_What you will do_.
Filter the entries down to the lines containing "before", and copy those lines.

[Saved data entries]
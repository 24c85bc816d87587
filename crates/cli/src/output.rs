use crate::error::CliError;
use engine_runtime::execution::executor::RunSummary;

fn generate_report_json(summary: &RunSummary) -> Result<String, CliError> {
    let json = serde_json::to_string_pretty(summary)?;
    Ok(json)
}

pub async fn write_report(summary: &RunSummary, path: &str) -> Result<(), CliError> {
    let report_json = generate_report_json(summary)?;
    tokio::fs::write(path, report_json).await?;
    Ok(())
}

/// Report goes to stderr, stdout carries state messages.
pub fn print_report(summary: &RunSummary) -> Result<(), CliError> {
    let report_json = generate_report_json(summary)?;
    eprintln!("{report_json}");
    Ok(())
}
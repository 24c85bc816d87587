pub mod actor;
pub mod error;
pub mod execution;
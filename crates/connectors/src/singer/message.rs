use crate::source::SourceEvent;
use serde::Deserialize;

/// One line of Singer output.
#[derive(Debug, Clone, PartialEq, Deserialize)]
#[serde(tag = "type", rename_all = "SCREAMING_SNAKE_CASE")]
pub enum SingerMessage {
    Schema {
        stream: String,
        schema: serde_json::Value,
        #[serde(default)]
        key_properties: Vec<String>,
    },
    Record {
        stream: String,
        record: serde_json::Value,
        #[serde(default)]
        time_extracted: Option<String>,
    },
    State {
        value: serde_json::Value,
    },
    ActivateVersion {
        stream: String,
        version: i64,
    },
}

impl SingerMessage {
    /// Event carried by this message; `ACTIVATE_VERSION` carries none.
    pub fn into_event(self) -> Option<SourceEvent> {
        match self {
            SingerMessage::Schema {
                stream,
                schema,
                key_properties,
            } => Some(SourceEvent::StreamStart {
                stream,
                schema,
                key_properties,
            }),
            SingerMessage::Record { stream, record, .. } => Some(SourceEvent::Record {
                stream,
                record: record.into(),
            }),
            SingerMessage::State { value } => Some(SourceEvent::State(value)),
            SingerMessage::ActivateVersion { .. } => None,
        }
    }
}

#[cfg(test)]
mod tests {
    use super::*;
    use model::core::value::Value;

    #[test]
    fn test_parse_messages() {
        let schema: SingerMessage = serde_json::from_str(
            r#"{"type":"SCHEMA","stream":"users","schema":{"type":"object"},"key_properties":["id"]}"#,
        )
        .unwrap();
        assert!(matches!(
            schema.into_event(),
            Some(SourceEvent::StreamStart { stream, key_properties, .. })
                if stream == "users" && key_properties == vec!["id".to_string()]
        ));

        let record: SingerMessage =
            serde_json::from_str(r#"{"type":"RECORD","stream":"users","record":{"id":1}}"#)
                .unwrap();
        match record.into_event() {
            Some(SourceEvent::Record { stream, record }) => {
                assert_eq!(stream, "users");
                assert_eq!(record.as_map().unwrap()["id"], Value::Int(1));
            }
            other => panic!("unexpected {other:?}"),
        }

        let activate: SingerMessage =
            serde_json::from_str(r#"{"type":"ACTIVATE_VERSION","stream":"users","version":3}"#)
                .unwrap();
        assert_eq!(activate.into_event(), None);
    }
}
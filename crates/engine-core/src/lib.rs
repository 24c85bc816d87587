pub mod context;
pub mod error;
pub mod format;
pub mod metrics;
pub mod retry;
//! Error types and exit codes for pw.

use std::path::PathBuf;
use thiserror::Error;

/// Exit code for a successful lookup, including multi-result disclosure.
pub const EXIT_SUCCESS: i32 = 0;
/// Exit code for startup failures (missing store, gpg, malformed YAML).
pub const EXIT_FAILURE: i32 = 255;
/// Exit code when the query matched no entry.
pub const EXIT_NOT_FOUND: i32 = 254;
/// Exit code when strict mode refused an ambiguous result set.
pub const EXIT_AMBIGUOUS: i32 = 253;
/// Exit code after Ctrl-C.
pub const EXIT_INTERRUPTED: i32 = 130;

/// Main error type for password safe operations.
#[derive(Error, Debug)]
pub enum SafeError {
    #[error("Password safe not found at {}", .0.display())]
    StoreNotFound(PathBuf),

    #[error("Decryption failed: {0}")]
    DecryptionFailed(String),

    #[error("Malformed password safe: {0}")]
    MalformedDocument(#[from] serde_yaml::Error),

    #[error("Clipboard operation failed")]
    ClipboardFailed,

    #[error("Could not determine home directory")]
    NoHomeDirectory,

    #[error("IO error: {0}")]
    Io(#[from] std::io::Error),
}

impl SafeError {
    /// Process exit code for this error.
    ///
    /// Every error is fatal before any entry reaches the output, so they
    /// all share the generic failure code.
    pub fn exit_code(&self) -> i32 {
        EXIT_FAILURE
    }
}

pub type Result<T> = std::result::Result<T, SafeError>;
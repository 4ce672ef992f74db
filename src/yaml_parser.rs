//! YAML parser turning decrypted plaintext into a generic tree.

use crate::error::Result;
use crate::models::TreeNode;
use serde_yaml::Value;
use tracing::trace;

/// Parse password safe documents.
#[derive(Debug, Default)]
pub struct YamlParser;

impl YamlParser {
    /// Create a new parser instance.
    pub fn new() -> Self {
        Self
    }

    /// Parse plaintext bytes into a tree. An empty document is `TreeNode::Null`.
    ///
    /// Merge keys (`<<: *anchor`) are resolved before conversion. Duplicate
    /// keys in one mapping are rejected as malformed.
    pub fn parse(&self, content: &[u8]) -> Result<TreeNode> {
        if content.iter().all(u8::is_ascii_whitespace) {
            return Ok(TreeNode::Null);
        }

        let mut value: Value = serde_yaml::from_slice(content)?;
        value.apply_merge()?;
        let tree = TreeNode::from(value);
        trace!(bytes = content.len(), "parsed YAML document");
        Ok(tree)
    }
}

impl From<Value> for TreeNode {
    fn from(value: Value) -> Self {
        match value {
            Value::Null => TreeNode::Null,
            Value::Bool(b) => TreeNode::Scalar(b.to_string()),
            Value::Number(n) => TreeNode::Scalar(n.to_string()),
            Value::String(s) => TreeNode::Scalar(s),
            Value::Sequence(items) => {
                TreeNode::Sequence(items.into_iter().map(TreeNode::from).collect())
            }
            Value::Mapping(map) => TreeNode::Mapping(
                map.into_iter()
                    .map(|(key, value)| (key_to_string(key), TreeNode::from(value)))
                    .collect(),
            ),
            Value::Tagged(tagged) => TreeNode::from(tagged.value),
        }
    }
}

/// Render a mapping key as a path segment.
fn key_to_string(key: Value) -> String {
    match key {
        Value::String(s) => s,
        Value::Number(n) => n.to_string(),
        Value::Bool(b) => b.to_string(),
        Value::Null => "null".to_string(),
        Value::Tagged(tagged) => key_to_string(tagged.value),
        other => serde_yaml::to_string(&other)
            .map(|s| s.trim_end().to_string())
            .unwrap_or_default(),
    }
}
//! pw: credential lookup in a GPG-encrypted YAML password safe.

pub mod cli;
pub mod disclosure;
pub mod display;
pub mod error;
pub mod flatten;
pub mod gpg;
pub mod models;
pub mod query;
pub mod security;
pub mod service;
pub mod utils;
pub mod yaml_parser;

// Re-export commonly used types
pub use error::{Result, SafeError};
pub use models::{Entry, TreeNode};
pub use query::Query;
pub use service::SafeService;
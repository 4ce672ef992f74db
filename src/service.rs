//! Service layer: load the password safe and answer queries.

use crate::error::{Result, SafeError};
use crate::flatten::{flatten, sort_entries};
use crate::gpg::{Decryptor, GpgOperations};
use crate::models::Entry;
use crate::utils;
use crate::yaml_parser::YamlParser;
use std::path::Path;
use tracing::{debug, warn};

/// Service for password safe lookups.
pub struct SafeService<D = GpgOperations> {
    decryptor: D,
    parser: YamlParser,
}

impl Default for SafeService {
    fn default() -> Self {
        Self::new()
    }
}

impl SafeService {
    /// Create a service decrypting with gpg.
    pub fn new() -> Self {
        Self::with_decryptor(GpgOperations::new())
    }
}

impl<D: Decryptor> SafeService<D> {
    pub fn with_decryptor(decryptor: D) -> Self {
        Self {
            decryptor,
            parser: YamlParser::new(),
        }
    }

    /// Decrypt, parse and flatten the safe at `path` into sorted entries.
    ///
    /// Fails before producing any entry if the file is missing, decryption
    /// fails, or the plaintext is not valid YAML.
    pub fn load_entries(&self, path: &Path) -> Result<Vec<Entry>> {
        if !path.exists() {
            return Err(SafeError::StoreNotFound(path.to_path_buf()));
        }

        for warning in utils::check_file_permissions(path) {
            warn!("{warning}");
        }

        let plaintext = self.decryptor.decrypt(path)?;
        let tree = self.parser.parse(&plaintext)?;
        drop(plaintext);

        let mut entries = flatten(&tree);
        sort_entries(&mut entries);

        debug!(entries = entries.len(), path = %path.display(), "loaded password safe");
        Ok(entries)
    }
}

_Answer_.
    /// Every error is fatal before any entry reaches the output, so they
    /// Merge keys (`<<: *anchor`) are resolved before conversion. Duplicate
    /// Fails before producing any entry if the file is missing, decryption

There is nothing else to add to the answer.